**WORK REQUEST**
Only one number is wanted here: how many lines of the data hold "canonicalize".

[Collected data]
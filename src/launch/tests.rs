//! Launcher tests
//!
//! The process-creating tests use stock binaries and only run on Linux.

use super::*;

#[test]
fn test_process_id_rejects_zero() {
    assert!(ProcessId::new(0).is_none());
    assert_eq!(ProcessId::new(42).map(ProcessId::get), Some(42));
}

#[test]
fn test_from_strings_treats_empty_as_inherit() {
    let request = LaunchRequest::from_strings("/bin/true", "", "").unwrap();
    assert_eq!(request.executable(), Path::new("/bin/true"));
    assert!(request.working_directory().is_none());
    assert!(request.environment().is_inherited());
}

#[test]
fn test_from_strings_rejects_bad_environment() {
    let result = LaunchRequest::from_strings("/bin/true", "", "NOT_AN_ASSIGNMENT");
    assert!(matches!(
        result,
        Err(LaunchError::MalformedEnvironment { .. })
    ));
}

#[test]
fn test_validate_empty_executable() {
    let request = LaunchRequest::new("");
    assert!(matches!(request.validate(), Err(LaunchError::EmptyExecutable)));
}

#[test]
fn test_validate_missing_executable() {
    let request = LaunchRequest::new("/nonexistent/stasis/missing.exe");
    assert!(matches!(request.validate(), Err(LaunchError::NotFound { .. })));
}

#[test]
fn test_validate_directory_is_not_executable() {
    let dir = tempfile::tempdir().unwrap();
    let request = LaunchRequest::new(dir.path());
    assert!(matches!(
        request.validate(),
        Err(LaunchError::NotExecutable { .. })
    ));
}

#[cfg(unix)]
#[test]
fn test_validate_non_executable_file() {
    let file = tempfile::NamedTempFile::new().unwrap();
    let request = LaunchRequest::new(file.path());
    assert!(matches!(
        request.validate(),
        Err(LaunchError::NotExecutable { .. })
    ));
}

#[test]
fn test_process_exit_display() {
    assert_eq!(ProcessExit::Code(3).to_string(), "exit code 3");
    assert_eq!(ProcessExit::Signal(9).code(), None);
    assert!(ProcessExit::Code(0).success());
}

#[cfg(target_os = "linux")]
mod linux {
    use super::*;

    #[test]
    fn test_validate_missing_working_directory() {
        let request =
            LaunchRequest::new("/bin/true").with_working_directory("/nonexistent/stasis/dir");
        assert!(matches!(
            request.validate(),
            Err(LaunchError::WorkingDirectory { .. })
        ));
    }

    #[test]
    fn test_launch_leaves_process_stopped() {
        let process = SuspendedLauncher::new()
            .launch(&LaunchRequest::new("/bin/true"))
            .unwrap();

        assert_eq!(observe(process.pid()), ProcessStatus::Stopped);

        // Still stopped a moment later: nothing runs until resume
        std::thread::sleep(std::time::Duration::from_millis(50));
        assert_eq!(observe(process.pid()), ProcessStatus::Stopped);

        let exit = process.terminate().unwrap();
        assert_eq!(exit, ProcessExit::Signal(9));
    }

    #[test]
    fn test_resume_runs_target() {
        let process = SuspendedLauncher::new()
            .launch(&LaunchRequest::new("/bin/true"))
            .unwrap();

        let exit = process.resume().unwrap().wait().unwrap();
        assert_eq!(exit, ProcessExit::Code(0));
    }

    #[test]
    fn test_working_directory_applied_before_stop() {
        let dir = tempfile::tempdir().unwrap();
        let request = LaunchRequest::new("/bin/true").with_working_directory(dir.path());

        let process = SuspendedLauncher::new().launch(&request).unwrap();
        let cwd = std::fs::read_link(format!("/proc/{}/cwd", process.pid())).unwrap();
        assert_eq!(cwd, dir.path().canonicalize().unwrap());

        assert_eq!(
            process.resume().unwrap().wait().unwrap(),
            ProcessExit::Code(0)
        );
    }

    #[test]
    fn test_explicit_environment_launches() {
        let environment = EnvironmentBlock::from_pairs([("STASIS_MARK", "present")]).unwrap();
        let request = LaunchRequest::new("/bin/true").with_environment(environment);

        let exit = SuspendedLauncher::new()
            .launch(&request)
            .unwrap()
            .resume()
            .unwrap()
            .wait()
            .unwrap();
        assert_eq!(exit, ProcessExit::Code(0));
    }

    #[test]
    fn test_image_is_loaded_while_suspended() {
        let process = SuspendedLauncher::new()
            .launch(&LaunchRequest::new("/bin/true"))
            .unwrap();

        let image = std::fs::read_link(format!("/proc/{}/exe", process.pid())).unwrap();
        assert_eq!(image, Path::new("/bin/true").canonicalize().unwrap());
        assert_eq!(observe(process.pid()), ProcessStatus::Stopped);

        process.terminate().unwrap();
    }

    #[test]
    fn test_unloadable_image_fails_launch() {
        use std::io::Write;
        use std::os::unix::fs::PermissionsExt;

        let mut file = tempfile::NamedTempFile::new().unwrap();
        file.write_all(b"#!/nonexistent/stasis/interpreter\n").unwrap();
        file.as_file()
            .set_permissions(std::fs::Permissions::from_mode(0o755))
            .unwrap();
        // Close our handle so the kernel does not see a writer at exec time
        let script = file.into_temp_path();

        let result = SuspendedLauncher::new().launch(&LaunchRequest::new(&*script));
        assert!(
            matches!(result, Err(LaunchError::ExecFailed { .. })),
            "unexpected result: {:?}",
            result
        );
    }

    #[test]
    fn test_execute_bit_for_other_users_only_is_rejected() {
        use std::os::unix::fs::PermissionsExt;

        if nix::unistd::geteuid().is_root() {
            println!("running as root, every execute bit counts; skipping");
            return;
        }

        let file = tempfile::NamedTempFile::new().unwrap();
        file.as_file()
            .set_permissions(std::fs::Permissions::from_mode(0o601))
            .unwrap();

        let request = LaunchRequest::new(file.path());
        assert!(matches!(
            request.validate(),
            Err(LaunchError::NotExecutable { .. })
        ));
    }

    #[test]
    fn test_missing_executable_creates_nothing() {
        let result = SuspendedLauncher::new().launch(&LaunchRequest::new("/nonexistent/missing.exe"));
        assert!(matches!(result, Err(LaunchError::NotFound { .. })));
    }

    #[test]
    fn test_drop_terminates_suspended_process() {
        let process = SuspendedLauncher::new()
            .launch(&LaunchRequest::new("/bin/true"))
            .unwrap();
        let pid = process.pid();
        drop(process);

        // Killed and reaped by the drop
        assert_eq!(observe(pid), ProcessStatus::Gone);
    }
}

**WRITTEN ANSWER**
2